Wednesday, August 19, 2015

Sensor Spotlight: Temperature

Air temperature is a very important measurement in hog and poultry barns around the world, impacting animal health, feed consumption and growth.  Every single barn controller system I am aware of has temperature readings which control various heating/cooling/ventilation equipment to maintain the optimal temperature within the barn.  Most of these controller systems either do not store the information or keep it locally which is not helpful for analytics.  Many producers also likely pay for an alerting service which temperature is likely a variable that is alerted upon if it is too high or too low.

Logging the temperature data in the cloud can be very valuable.  By connecting an existing controller to a cloud service like Grovestreams (which will be possible with the MultiSense Plus soon to be available) or by installing independent temperature sensors you now have that data logged forever.  You can simply produce charts which show the temperature over time, the average/high/low for a day over time or a variety of display options.  This is generally easy stuff for most data platforms to handle.  GroveStreams does it well; but so do others.


What we can do in FarmStreams using the GroveStreams platform is far more in-depth.  

One area is in the alerting engine.  Most alert systems are set up to be very simple.  Is it higher than a high threshold, call.  If its lower than a low threshold call.  A basic alert protocol in our alerting engine could be to set different thresholds based on the age of the animal.  At day 7, 92 degrees is the high threshold, at day 60, 84 degrees is the high threshold.  Other more involved alerts could include feed intake, if temperature is below 50 degrees in the barn and the animals have consumed over 6 pounds of feed in the last 24 hours.  That also could be a sliding scale: ex 3 pounds when they are 7 days old, 6 pounds when they are 67 days old.  It could be an alert based upon a percentage over or below budget also tied to temperature.  I am not saying these are practical alerts to execute; just showcasing how complex an alert condition could be set up as in our platform.

In addition to the more in-depth alerts we also can do some real interesting analytics with all of the data points.  Since we have accurate hourly intake information we can easily compare very granular actual versus budget for different temperature levels.  We can use time-filters to look at consumption at different times of the day actual vs budget across an entire system for different temperature levels in the barn.  I am not suggesting this is a priority task to do today or even next year.  As we have documented earlier, simple execution of feed orders and bin switching are low-hanging fruit to tackle now.  But for hardcore analytics like myself, it is easy to see how when a major livestock production system decides to adopt a Big Data IoT initiative the separation from the pack will be swift.  The way in which this industry leader will separate is through the process verification tools, like we have been talking about on the blog - which impacts things on the monitoring and total quality management side; but also from the robust and powerful analytics engine like GroveStreams on the data benchmarking side.  In my humble opinion this will quickly separate them as a low-cost, high-quality producer.

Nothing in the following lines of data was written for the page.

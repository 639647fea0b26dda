use std::path::PathBuf;

use clap::{Args, Parser, Subcommand, ValueEnum};
use xqsyntax_lib::Profile;

#[derive(Clone, Copy, Debug, Default, PartialEq, Eq, ValueEnum)]
pub enum ColorChoice {
    #[default]
    Auto,
    Always,
    Never,
}

impl ColorChoice {
    pub fn should_colorize(self) -> bool {
        match self {
            ColorChoice::Always => true,
            ColorChoice::Never => false,
            ColorChoice::Auto => std::io::IsTerminal::is_terminal(&std::io::stderr()),
        }
    }
}

#[derive(Clone, Copy, Debug, Default, PartialEq, Eq, ValueEnum)]
pub enum OutputFormat {
    #[default]
    Text,
    Json,
}

#[derive(Clone, Copy, Debug, Default, PartialEq, Eq, ValueEnum)]
pub enum ProfileChoice {
    #[default]
    W3c,
    #[value(name = "marklogic")]
    MarkLogic,
}

impl From<ProfileChoice> for Profile {
    fn from(choice: ProfileChoice) -> Self {
        match choice {
            ProfileChoice::W3c => Profile::W3c,
            ProfileChoice::MarkLogic => Profile::MarkLogic,
        }
    }
}

#[derive(Parser)]
#[command(name = "xqsyntax", bin_name = "xqsyntax")]
#[command(about = "Inspect XQuery tokens, syntax trees and diagnostics")]
#[command(version)]
pub struct Cli {
    #[command(subcommand)]
    pub command: Command,
}

#[derive(Subcommand)]
pub enum Command {
    /// Print the token stream
    #[command(after_help = r#"EXAMPLES:
  xqsyntax tokens query.xq
  xqsyntax tokens -e '<a>{1}</a>' --states
  cat query.xq | xqsyntax tokens -"#)]
    Tokens {
        #[command(flatten)]
        input: InputArgs,

        /// Show the resume state of each token
        #[arg(long)]
        states: bool,
    },

    /// Print the concrete syntax tree
    #[command(after_help = r#"EXAMPLES:
  xqsyntax cst query.xq
  xqsyntax cst -e 'for $x in 1 return $x' --spans
  xqsyntax cst query.xq --trivia --format json
  xqsyntax cst -e 'binary()' --profile marklogic"#)]
    Cst {
        #[command(flatten)]
        input: InputArgs,

        /// Include whitespace and comments
        #[arg(long)]
        trivia: bool,

        /// Show source ranges (UTF-16 offsets)
        #[arg(long)]
        spans: bool,

        /// Output format
        #[arg(long, default_value = "text", value_name = "FORMAT")]
        format: OutputFormat,

        #[command(flatten)]
        profile: ProfileArgs,
    },

    /// Report syntax errors
    #[command(after_help = r#"EXAMPLES:
  xqsyntax check query.xq
  xqsyntax check -e 'let $x := return 1'
  xqsyntax check query.xq --strict --color never"#)]
    Check {
        #[command(flatten)]
        input: InputArgs,

        /// Treat warnings as errors
        #[arg(long)]
        strict: bool,

        /// Colorize diagnostics (auto-detected by default)
        #[arg(long, default_value = "auto", value_name = "WHEN")]
        color: ColorChoice,

        #[command(flatten)]
        profile: ProfileArgs,
    },
}

#[derive(Args)]
#[group(id = "input", multiple = false, required = true)]
pub struct InputArgs {
    /// Query file (use "-" for stdin)
    #[arg(value_name = "FILE")]
    pub file: Option<PathBuf>,

    /// Query as inline text
    #[arg(short = 'e', long = "expr", value_name = "TEXT")]
    pub text: Option<String>,
}

#[derive(Args)]
pub struct ProfileArgs {
    /// Dialect used where dialects reserve different names
    #[arg(long, default_value = "w3c", value_name = "PROFILE")]
    pub profile: ProfileChoice,
}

In conclusion, capturing and storing temperature data is very easy.  It is a very important part of hog and poultry operations in terms of animal health, feed intake and growth.  FarmStreams can 
  • capture the information down to the second if so desired, 
  • store it, 
  • send it to your enterprise level system as a raw value or calculated value at customized intervals, 
  • chart it, 
  • perform simple or complex alerts, 
  • engage in some hardcore analytics/benchmarking (in real time).  
In a data hungry industry this is far superior to sitting on a controller in the barn.  In my next blog post I will show how we created another weaker (but cheaper) solution for uploading the data via the FarmStreams mobile app.